Keep only the lines that hold the string "remainder", filtering out the rest of the entries below.

Dataset items:

☆ ☆ ☆

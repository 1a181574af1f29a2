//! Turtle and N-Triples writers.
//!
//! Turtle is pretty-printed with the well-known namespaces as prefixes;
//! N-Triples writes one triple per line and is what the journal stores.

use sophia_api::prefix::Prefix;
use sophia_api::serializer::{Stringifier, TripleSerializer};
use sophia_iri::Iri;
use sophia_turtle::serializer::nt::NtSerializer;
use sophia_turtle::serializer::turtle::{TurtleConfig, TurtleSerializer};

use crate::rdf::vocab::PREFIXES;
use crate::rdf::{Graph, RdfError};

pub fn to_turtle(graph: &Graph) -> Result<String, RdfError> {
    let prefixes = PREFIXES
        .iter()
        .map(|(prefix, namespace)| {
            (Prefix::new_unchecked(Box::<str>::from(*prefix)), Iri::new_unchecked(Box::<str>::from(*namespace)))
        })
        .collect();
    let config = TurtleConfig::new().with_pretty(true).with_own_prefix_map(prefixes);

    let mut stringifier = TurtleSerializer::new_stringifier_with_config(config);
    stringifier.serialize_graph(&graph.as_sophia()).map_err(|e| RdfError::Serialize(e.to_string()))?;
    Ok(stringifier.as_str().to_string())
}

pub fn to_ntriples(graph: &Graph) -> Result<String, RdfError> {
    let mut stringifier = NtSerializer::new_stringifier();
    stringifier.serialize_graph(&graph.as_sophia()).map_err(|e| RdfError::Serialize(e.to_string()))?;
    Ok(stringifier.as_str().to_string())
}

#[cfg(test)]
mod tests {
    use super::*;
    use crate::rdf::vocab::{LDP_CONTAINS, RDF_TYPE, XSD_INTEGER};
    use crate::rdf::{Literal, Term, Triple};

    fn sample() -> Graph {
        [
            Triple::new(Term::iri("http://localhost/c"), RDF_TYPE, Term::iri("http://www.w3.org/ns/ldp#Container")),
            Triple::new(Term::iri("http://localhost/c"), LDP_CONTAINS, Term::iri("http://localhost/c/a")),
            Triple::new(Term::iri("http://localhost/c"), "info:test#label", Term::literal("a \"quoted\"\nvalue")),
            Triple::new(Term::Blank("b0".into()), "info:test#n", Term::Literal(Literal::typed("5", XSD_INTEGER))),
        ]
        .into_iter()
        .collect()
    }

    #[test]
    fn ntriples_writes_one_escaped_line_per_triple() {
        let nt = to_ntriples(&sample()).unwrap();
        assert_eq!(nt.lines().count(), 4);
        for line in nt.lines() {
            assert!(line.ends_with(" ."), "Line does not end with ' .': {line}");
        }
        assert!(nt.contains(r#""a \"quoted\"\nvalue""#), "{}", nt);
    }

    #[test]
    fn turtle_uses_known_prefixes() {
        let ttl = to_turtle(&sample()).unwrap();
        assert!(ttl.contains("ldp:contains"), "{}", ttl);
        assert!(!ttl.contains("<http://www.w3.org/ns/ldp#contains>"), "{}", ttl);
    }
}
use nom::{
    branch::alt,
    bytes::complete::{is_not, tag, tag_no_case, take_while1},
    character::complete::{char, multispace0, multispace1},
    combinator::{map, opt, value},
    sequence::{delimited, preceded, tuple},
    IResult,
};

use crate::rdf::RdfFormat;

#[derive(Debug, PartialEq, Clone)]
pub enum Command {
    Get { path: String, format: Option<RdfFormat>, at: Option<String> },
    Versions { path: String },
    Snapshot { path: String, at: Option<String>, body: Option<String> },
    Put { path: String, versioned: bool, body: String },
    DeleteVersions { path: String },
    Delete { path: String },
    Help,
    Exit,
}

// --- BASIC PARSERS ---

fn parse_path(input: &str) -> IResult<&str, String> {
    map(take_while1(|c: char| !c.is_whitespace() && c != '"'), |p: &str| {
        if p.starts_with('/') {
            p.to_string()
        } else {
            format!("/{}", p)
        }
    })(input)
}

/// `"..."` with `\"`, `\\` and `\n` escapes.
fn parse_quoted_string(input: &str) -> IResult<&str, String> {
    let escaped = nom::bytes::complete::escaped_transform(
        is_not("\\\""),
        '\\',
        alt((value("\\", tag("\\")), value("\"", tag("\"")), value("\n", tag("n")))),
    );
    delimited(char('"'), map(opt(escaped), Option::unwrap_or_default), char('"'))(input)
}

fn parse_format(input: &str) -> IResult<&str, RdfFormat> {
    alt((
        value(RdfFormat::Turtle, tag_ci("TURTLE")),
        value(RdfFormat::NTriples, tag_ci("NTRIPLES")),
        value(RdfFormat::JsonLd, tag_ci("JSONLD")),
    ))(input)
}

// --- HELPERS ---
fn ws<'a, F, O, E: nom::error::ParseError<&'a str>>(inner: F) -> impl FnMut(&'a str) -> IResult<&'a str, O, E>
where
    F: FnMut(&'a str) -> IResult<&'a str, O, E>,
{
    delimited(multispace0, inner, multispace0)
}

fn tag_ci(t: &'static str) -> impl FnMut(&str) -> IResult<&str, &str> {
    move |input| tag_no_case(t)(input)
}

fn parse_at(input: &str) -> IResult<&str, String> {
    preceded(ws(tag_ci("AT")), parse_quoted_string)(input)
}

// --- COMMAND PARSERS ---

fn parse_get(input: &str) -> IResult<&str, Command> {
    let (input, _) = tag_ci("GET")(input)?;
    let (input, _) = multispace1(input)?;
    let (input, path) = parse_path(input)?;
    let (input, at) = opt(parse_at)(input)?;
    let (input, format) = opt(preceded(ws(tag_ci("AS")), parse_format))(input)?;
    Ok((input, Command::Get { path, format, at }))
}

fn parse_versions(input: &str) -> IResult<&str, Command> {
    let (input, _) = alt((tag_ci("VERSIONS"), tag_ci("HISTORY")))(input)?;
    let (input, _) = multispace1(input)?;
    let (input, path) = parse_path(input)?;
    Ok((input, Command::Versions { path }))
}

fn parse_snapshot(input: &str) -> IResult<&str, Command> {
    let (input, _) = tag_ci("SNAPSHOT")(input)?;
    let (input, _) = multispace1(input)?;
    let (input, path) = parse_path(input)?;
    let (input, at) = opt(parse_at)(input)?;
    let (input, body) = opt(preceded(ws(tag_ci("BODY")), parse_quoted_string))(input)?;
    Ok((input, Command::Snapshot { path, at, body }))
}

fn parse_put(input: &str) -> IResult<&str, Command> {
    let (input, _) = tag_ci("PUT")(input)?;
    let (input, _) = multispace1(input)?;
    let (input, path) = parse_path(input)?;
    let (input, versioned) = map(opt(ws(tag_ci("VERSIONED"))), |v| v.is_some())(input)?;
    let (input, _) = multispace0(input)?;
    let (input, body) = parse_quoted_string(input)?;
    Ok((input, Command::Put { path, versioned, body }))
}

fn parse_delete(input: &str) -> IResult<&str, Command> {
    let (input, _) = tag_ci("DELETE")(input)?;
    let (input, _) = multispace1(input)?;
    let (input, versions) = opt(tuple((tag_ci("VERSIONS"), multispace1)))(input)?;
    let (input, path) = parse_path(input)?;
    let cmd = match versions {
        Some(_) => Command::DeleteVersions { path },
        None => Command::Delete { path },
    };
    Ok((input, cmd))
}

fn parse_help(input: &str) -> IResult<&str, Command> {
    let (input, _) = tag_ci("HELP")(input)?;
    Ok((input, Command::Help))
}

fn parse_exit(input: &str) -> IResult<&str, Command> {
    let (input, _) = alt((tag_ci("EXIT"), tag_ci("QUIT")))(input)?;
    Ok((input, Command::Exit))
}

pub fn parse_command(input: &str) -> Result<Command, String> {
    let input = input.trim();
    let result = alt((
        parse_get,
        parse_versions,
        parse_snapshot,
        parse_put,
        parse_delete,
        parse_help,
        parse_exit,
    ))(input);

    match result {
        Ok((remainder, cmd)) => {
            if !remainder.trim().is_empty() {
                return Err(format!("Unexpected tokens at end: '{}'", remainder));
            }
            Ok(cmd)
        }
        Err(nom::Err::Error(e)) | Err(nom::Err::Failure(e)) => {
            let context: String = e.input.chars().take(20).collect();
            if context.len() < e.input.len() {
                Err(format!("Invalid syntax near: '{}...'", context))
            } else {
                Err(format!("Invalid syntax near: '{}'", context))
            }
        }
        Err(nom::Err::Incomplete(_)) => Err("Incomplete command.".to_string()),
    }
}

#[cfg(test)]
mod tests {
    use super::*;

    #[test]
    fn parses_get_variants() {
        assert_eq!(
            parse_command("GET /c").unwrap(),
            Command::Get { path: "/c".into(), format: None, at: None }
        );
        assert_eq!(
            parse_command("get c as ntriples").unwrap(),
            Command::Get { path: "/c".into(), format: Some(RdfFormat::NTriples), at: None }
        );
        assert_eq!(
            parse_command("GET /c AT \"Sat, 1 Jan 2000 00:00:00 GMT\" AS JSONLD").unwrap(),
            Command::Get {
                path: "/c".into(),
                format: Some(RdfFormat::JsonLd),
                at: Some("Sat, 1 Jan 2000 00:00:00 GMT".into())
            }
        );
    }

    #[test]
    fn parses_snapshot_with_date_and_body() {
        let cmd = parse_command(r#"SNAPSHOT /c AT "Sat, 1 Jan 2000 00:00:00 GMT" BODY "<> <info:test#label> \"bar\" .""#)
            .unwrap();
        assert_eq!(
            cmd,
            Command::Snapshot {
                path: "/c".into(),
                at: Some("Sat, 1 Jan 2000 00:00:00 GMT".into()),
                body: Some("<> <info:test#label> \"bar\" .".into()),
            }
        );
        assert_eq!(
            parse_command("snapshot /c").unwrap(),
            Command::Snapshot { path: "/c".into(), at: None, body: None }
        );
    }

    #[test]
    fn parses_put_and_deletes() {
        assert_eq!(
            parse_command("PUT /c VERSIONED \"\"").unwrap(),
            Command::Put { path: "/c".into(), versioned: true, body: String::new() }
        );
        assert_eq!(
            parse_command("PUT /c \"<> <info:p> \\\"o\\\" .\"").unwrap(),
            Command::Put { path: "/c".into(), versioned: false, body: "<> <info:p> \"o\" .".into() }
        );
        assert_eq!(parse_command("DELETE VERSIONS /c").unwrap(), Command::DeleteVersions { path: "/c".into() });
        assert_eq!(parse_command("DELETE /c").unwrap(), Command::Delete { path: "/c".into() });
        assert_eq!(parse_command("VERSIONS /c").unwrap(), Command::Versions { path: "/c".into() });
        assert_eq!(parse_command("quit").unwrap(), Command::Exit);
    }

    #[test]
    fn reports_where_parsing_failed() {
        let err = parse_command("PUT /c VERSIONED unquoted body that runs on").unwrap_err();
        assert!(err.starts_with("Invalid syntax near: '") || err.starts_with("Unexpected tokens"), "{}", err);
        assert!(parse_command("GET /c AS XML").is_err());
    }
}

☆ ☆ ☆

**ANSWER FOR THIS EXERCISE**
        Ok((remainder, cmd)) => {
            if !remainder.trim().is_empty() {
                return Err(format!("Unexpected tokens at end: '{}'", remainder));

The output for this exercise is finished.